### RECORD EXCERPTS

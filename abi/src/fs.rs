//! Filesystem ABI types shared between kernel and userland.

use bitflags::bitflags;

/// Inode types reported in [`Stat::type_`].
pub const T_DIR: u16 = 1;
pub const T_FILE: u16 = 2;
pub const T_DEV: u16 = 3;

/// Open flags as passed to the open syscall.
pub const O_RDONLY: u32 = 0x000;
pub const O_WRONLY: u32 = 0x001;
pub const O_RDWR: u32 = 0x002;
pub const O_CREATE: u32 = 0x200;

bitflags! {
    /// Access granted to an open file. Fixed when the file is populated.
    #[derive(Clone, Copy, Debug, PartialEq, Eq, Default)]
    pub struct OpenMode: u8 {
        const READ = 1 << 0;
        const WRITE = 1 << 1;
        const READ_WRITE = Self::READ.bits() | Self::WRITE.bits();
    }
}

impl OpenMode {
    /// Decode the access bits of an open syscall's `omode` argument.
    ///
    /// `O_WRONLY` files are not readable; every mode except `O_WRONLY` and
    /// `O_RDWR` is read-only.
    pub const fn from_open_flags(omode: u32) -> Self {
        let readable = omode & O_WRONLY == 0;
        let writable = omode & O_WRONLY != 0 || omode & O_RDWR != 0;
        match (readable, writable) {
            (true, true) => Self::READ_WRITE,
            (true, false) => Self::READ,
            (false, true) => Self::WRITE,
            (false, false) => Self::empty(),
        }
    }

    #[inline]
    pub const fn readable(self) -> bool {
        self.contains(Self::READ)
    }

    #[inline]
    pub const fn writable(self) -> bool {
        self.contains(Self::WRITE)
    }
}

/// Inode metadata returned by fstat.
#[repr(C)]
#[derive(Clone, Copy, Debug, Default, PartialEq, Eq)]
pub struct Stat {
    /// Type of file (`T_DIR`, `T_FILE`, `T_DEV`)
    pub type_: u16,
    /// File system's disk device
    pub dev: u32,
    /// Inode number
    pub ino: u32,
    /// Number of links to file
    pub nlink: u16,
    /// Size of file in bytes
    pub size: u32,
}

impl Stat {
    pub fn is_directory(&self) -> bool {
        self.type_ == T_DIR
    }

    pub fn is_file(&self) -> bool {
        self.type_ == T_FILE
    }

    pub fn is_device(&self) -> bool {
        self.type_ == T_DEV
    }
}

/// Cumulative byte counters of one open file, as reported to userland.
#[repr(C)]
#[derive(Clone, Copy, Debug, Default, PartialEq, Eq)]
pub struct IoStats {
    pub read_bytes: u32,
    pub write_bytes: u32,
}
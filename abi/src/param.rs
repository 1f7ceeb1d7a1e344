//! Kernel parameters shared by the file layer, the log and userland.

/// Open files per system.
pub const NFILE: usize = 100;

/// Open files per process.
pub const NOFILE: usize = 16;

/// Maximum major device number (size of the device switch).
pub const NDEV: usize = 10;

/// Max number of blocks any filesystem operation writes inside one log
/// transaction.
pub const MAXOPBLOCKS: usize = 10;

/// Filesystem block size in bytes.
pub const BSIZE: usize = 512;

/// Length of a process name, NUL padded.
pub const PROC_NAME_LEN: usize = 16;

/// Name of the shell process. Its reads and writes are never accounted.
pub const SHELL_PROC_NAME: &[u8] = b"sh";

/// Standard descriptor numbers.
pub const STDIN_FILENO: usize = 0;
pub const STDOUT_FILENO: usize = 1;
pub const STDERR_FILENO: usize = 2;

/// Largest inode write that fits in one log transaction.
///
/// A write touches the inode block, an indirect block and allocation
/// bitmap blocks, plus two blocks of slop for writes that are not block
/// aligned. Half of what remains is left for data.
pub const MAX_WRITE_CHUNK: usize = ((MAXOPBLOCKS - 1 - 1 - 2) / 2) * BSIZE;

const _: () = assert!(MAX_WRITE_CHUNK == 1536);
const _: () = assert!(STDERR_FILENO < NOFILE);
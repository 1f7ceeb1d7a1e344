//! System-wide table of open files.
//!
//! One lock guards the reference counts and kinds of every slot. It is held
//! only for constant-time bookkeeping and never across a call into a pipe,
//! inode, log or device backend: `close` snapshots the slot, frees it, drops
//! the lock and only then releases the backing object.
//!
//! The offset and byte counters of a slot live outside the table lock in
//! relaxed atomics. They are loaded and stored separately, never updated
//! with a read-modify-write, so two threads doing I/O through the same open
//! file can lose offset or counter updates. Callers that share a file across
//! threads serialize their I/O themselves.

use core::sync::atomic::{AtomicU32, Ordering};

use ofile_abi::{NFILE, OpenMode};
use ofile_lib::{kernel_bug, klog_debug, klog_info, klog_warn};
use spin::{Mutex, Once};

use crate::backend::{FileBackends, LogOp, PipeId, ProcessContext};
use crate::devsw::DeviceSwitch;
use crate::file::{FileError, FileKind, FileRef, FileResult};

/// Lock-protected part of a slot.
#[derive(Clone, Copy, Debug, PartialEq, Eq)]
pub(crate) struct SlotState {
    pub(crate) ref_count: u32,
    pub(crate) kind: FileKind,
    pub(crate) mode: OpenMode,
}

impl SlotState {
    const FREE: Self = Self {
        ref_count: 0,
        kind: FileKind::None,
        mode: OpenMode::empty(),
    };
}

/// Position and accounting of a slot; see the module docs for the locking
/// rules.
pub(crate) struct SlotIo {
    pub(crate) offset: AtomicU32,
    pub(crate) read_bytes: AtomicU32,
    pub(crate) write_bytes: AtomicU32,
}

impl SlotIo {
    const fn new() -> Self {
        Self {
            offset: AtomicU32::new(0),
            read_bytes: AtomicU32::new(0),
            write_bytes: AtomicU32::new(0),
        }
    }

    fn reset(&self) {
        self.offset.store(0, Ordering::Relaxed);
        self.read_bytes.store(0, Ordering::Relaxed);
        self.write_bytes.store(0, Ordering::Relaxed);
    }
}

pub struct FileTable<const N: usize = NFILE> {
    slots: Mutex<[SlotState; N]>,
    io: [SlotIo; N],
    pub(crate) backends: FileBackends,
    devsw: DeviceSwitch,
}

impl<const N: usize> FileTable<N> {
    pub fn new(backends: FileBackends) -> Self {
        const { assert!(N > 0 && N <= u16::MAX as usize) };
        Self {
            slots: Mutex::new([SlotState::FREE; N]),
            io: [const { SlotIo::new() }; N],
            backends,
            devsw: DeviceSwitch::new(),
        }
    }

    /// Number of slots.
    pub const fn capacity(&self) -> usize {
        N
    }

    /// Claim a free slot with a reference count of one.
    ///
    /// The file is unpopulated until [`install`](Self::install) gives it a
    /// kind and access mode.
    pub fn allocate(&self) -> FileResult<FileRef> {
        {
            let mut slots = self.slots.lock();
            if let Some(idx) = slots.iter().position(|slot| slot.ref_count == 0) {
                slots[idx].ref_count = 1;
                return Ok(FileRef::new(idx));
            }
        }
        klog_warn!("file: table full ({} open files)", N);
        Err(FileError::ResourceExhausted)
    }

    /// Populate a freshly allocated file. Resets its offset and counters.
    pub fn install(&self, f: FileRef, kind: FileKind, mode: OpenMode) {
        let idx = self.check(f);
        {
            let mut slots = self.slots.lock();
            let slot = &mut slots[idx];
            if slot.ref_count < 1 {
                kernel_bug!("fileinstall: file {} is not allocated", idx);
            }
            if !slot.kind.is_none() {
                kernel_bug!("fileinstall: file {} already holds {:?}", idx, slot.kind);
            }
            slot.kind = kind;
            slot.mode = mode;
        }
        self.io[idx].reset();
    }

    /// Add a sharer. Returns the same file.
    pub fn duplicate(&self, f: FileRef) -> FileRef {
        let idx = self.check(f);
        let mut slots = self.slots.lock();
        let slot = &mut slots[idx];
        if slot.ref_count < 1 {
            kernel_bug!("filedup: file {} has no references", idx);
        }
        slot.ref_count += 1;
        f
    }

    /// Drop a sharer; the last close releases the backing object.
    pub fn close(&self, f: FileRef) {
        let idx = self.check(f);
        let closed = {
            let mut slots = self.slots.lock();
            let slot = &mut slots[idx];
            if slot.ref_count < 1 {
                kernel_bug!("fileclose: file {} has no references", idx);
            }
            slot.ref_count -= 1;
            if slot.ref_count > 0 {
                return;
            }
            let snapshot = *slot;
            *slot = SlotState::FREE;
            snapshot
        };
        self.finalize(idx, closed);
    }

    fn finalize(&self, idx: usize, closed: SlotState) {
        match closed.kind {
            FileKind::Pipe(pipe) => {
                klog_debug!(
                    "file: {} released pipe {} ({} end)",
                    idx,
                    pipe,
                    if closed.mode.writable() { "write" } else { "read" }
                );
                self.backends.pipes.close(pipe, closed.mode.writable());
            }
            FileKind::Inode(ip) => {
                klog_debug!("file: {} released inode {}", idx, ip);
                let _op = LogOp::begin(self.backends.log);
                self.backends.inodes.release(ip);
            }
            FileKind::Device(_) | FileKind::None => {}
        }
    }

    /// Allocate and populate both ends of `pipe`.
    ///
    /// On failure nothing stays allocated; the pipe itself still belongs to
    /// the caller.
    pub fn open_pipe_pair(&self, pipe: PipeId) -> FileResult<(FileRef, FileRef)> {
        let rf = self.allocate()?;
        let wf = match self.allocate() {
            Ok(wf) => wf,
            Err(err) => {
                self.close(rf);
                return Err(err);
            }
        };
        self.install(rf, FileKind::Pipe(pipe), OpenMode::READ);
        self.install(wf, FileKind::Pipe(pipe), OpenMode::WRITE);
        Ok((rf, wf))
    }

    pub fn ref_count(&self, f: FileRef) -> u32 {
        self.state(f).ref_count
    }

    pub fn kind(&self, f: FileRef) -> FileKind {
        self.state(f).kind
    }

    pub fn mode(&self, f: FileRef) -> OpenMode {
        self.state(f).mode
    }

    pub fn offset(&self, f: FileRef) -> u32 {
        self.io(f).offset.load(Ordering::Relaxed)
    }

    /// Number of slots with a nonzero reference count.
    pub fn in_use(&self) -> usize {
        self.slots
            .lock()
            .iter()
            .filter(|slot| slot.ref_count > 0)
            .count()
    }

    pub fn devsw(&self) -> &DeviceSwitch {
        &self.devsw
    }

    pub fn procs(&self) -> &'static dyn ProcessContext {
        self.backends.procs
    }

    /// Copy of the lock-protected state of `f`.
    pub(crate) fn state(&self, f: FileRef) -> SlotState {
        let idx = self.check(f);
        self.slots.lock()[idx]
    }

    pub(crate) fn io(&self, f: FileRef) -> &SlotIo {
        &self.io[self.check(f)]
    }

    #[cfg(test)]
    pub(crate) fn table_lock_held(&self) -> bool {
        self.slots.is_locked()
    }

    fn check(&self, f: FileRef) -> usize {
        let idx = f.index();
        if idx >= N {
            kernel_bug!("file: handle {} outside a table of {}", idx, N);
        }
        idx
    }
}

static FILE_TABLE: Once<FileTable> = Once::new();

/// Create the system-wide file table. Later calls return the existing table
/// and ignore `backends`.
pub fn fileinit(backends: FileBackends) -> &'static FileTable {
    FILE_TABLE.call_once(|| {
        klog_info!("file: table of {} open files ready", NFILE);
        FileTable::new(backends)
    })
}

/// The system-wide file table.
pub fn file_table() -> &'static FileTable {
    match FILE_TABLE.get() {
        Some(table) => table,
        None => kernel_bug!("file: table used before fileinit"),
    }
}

### EXERCISE
Which of the lines in the data contain the string "finalize"? Return each one.

### EXPECTED ANSWER
        self.finalize(idx, closed);
    fn finalize(&self, idx: usize, closed: SlotState) {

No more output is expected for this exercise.